Release v0.7.0: Optimized for Apple Silicon, Improved Performance, Awesome Community · huggingface/diffusers

❤️ PyTorch + Accelerate

⚠️ The PyTorch pipelines now require accelerate for improved model loading times!
Install Diffusers with pip install --upgrade diffusers[torch] to get everything in a single command.

🍎 Apple Silicon support with PyTorch 1.13

PyTorch and Apple have been working on improving mps support in PyTorch 1.13, so Apple Silicon is now a first-class citizen in diffusers 0.7.0!

Requirements

Mac computer with Apple silicon (M1/M2) hardware.
macOS 12.6 or later (13.0 or later recommended, as support is even better).
arm64 version of Python.
PyTorch 1.13.0 official release, installed from pip or the conda channels.

Memory efficient generation

Memory management is crucial to achieve fast generation speed. We recommend to always use attention slicing on Apple Silicon, as it drastically reduces memory pressure and prevents paging or swapping. This is especially important for computers with less than 64 GB of Unified RAM, and may be the difference between generating an image in seconds rather than in minutes. Use it like this:

from diffusers import StableDiffusionPipeline

pipe = StableDiffusionPipeline.from_pretrained("runwayml/stable-diffusion-v1-5")
pipe = pipe.to("mps")

# Recommended if your computer has < 64 GB of RAM
pipe.enable_attention_slicing()

prompt = "a photo of an astronaut riding a horse on mars"

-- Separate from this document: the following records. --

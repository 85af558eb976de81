//! Canonical event record.

use serde::{Deserialize, Serialize};

use crate::slot::SlotTime;

/// A speaker credited on an event.
#[derive(Debug, Clone, PartialEq, Eq, Serialize, Deserialize)]
pub struct Speaker {
    pub name: String,
    pub url: Option<String>,
}

impl Speaker {
    pub fn new(name: impl Into<String>, url: Option<String>) -> Self {
        Self {
            name: name.into(),
            url,
        }
    }
}

/// One scheduled talk or session.
///
/// Records are immutable once built: fields are only readable, and the
/// `with_*` setters consume the record. The lower-cased search text is
/// derived from every field at construction time.
#[derive(Debug, Clone, PartialEq, Eq, Serialize)]
pub struct EventRecord {
    day: u32,
    /// Minutes since midnight.
    start: u16,
    duration_minutes: u32,
    track: String,
    name: String,
    url: Option<String>,
    #[serde(rename = "abstract")]
    abstract_text: Option<String>,
    speakers: Vec<Speaker>,
    tags: Vec<String>,
    level: Option<String>,
    #[serde(skip)]
    haystack: String,
}

impl EventRecord {
    /// Create a record with the required fields.
    ///
    /// `start` is clamped below midnight.
    pub fn new(day: u32, start: u16, duration_minutes: u32, name: impl Into<String>) -> Self {
        let mut record = Self {
            day,
            start: start.min(crate::slot::MINUTES_PER_DAY - 1),
            duration_minutes,
            track: String::new(),
            name: name.into(),
            url: None,
            abstract_text: None,
            speakers: Vec::new(),
            tags: Vec::new(),
            level: None,
            haystack: String::new(),
        };
        record.reindex();
        record
    }

    pub fn with_track(mut self, track: impl Into<String>) -> Self {
        self.track = track.into();
        self.reindex();
        self
    }

    pub fn with_url(mut self, url: Option<String>) -> Self {
        self.url = url;
        self.reindex();
        self
    }

    pub fn with_abstract(mut self, abstract_text: Option<String>) -> Self {
        self.abstract_text = abstract_text;
        self.reindex();
        self
    }

    pub fn with_speakers(mut self, speakers: Vec<Speaker>) -> Self {
        self.speakers = speakers;
        self.reindex();
        self
    }

    pub fn with_tags(mut self, tags: Vec<String>) -> Self {
        self.tags = tags;
        self.reindex();
        self
    }

    pub fn with_level(mut self, level: Option<String>) -> Self {
        self.level = level;
        self.reindex();
        self
    }

    pub fn day(&self) -> u32 {
        self.day
    }

    /// Start as minutes since midnight.
    pub fn start_minutes(&self) -> u16 {
        self.start
    }

    /// End as minutes since midnight. Same-day arithmetic: no rollover.
    pub fn end_minutes(&self) -> u32 {
        u32::from(self.start) + self.duration_minutes
    }

    pub fn start_slot(&self) -> SlotTime {
        SlotTime {
            day: self.day,
            minute: self.start,
        }
    }

    pub fn duration_minutes(&self) -> u32 {
        self.duration_minutes
    }

    pub fn track(&self) -> &str {
        &self.track
    }

    pub fn name(&self) -> &str {
        &self.name
    }

    pub fn url(&self) -> Option<&str> {
        self.url.as_deref()
    }

    pub fn abstract_text(&self) -> Option<&str> {
        self.abstract_text.as_deref()
    }

    pub fn speakers(&self) -> &[Speaker] {
        &self.speakers
    }

    pub fn tags(&self) -> &[String] {
        &self.tags
    }

    pub fn level(&self) -> Option<&str> {
        self.level.as_deref()
    }

    /// Canonical order key.
    pub fn sort_key(&self) -> (u32, u16) {
        (self.day, self.start)
    }

    /// Whether `minute` on `day` falls inside `[start, end]`, both ends inclusive.
    pub fn is_running_at(&self, at: SlotTime) -> bool {
        self.day == at.day
            && u32::from(at.minute) >= u32::from(self.start)
            && u32::from(at.minute) <= self.end_minutes()
    }

    /// Whether the event has not ended yet at `at`.
    ///
    /// Events on later days are always upcoming; events on `at.day` are
    /// upcoming until their end minute has passed.
    pub fn is_upcoming_at(&self, at: SlotTime) -> bool {
        self.day > at.day || (self.day == at.day && self.end_minutes() >= u32::from(at.minute))
    }

    /// Case-insensitive substring match against every field.
    ///
    /// `needle` must already be lower-cased.
    pub fn matches_lowercase(&self, needle: &str) -> bool {
        self.haystack.contains(needle)
    }

    fn reindex(&mut self) {
        let mut text = format!(
            "{} {:02}{:02} {} {} {}",
            self.day,
            self.start / 60,
            self.start % 60,
            self.duration_minutes,
            self.track,
            self.name
        );
        for part in [&self.url, &self.abstract_text, &self.level]
            .into_iter()
            .flatten()
        {
            text.push(' ');
            text.push_str(part);
        }
        for speaker in &self.speakers {
            text.push(' ');
            text.push_str(&speaker.name);
            if let Some(url) = &speaker.url {
                text.push(' ');
                text.push_str(url);
            }
        }
        for tag in &self.tags {
            text.push(' ');
            text.push_str(tag);
        }
        self.haystack = text.to_lowercase();
    }
}

#[cfg(test)]
mod tests {
    use super::*;

    fn keynote() -> EventRecord {
        EventRecord::new(3, 900, 60, "Opening Keynote")
            .with_track("Main Hall")
            .with_speakers(vec![Speaker::new("Ada Lovelace", None)])
            .with_tags(vec!["Community".into()])
    }

    #[test]
    fn end_is_start_plus_duration() {
        let event = keynote();
        assert_eq!(event.end_minutes(), 960);
        assert_eq!(event.sort_key(), (3, 900));
    }

    #[test]
    fn running_window_is_inclusive() {
        let event = keynote();
        let at = |minute| SlotTime { day: 3, minute };
        assert!(!event.is_running_at(at(899)));
        assert!(event.is_running_at(at(900)));
        assert!(event.is_running_at(at(960)));
        assert!(!event.is_running_at(at(961)));
        assert!(!event.is_running_at(SlotTime { day: 4, minute: 930 }));
    }

    #[test]
    fn upcoming_uses_end_minute_on_same_day() {
        let event = keynote();
        assert!(event.is_upcoming_at(SlotTime { day: 3, minute: 960 }));
        assert!(!event.is_upcoming_at(SlotTime { day: 3, minute: 961 }));
        assert!(event.is_upcoming_at(SlotTime { day: 2, minute: 1400 }));
        assert!(!event.is_upcoming_at(SlotTime { day: 4, minute: 0 }));
    }

    #[test]
    fn haystack_covers_every_field() {
        let event = keynote().with_level(Some("Beginner".into()));
        assert!(event.matches_lowercase("lovelace"));
        assert!(event.matches_lowercase("community"));
        assert!(event.matches_lowercase("main hall"));
        assert!(event.matches_lowercase("beginner"));
        assert!(event.matches_lowercase("1500"));
        assert!(!event.matches_lowercase("rust"));
    }

    #[test]
    fn setters_reindex() {
        let event = keynote().with_track("Rust Room");
        assert!(event.matches_lowercase("rust room"));
        assert!(!event.matches_lowercase("main hall"));
    }
}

# First-time "warmup" pass
_ = pipe(prompt, num_inference_steps=1)

image = pipe(prompt).images[0]
image.save("astronaut.png")

Continuous Integration

Our automated tests now include a full battery of tests on the mps device. This will be helpful to identify issues early and ensure the quality on Apple Silicon going forward.

See more details in the documentation.

💃 Dance Diffusion

diffusers goes audio 🎵 Dance Diffusion by Harmonai is the first audio model in 🧨Diffusers!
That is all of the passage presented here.